A partir dessa notícia disparatada, fiquei imaginando o que uma criança encontrará no texto bíblico. Será que professoras e professores recomendarão cautela à criança enquanto ela navega pelas páginas das “divinas escrituras”? Ou deixarão que ela acesse livremente os registros “históricos” milenares?

Penso na quantidade de informações “curiosas” que a Bíblia pode fornecer para o pequeno leitor. Primeiramente, existe uma larga e massiva propaganda para que as pessoas se acheguem ao texto bíblico sem qualquer cautela ou mediação. Ah, a “palavra de Deus” fornece “cura”, “alimento” para a alma. Essas são as afirmações dos entusiastas religiosos.

Claro, existe um monte de preceitos, ordens, regras sobre conduta na Bíblia, algumas até bastante ultrapassadas e inclusive completamente ignoradas. Por exemplo, temos o livro de Levítico para chamar mulheres em período menstrual de “imundas”, ou a proibição, atualmente ignorada pela maioria dos cristãos, do consumo da carne de porco. Seria possível listar uma série de mandamentos que, se desobedecidos, teriam como pena o apedrejamento ou o fogo. Quem duvida pode dar uma conferida no livro de Levítico. 

Através da Bíblia, a criança pode aprender sobre a antiga arte de exterminar um povo, ou seja, o genocídio puro e simples. Em Números 31, os israelitas cometem genocídio contra os midianitas pela primeira vez, a mando de Deus. Isso porque eles tinham crenças e práticas diferentes quanto ao sexo e isso foi considerado uma “tentativa” de destruir o “povo escolhido”. Essa primeira grande atrocidade comandada por Deus foi perversa e doentia, inclusive com a orientação de Moisés. Quando os soldados israelitas voltaram do massacre trazendo mulheres e crianças como prisioneiras, o profeta bíblico ficou irado. Mandou que fossem executados todos os meninos e todas as mulheres que não fossem virgens. As sobreviventes foram dadas para os soldados. Esse é o nível de amor e bondade que uma criança pode ver na Bíblia. E não venham dizer que os tempos eram outros, que esses acontecimentos têm um valor simbólico ou qualquer argumento barato. Atrocidade não se justifica e ponto.

Acontece que esse não foi o único exemplo dos horrores cometidos por ordem divina. Em Josué, vários povos são massacrados: os heteus, os girgaseus, os amorreus, os cananeus, os perizeus, os heveus e os jebuseus. Isso porque eles habitavam a “terra prometida”, ou seja, eram inimigos simplesmente porque existiam. Alguém lembra de algum cenário atual?

Essa prática do genocídio não cessa depois que os israelitas se estabelecem na “terra prometida”. Em Juízes, eles cometem genocídio contra uma de suas tribos, Benjamin, quase eliminando-a completamente. Depois, lançam mão do esturpo em massa para “salvar” a tribo que estava em vias de extinção. Esse episódio é hediondo do início ao fim, narrado num grau de frieza e naturalidade assustadoras. Outro grande genocídio é praticado ainda no início de I Samuel, contra os amalequitas. Isso por uma rixa antiga de Deus contra esse povo. É, pelo visto o Divino não é mesmo capaz de perdoar. 
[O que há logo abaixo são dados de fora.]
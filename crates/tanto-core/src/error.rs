use thiserror::Error;

/// Core-level errors
#[derive(Error, Debug)]
pub enum CoreError {
    #[error("Configuration error: {0}")]
    ConfigError(String),

    #[error("Validation error: {0}")]
    ValidationError(String),

    #[error("Invariant violation: {0}")]
    InvariantViolation(&'static str),
}

impl From<config::ConfigError> for CoreError {
    fn from(err: config::ConfigError) -> Self {
        Self::ConfigError(err.to_string())
    }
}

pub type CoreResult<T> = std::result::Result<T, CoreError>;
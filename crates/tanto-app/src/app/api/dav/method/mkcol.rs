//! MKCOL method handler.

use salvo::http::StatusCode;
use salvo::{Depot, Request, Response, handler};

use crate::app::api::dav::extract::dav_context;
use crate::error::AppResult;

/// ## Summary
/// Creates a directory.
///
/// ## Errors
/// Answers 403 without `CreateFolder`, 405 if the path exists, 409 if the
/// parent directory is missing.
#[handler]
#[tracing::instrument(skip_all, fields(method = "MKCOL", path = %req.uri().path()))]
pub async fn mkcol(req: &mut Request, res: &mut Response, depot: &Depot) {
    match create(req, depot).await {
        Ok(()) => {
            res.status_code(StatusCode::CREATED);
        }
        Err(e) => e.write_to(res),
    }
}

async fn create(req: &Request, depot: &Depot) -> AppResult<()> {
    let ctx = dav_context(req, depot)?;
    ctx.library.create_dir(&ctx.username, &ctx.path).await?;
    Ok(())
}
Claro, e como seria? Se Deus, que teria criado todo o Universo, as Leis da Física e tudo o mais, foi capaz de criar uma regra de que só com sangue um pecado pode ser perdoado, não dá para esperar coisa boa dele.

É possível também conhecer na Bíblia o perigo do “coito interrompido”. Em Gênesis 38, Onã é morto por Deus porque não ejaculava dentro de sua esposa. Sim, o Todo-Poderoso decidiu assassinar um simples homem porque ele não queria engravidar a viúva do seu irmão, com quem havia se casado por ordem de Deus, pois assim o filho contaria como descendente do falecido. Já podemos logo de início perceber que Deus não deixa barato. Se uma atitude como essa pode provocar sua morte, é bom andar “pianinho” com esse ser onipotente. Temor, meus caros, temor! E tremor, aliás.

A Bíblia dá umas lições muito confusas para as pessoas. Por exemplo, mentir é pecado. Porém, os patriarcas bíblicos (Abraão e Isaque) mentiram quando estavam no Egito, informando aos Faraós de suas épocas que suas esposas eram suas irmãs. E Deus foi lá fazer o quê? Punir os Faraós, é claro. Afinal, eles estavam com as mulheres de seus “próximos”. A confusão foi desfeita, felizmente, sem ninguém ter morrido. Mas fica a dica. Se você é escolhido por Deus, pode mentir, enganar, manipular e ludibriar à vontade.

O maior exemplo disso é Jacó, que depois se chamou Israel. O cara deu o golpe no irmão, Esaú, para assim receber a bênção do pai. “Comprou” do irmão o direito da primogenitura. Como se isso fosse possível. Ah, mas a gente se esquece que “tudo é possível” se você é “escolhido” por Deus. Depois, Jacó foi lá e “cobrou” a dívida. Como? Aproveitando-se da cegueira tardia do pai para receber a bênção no lugar do primogênito. Não teve o menor pudor em manipular o próprio pai que, segundo a mesma “escritura sagrada”, deveria ser honrado pelo filho.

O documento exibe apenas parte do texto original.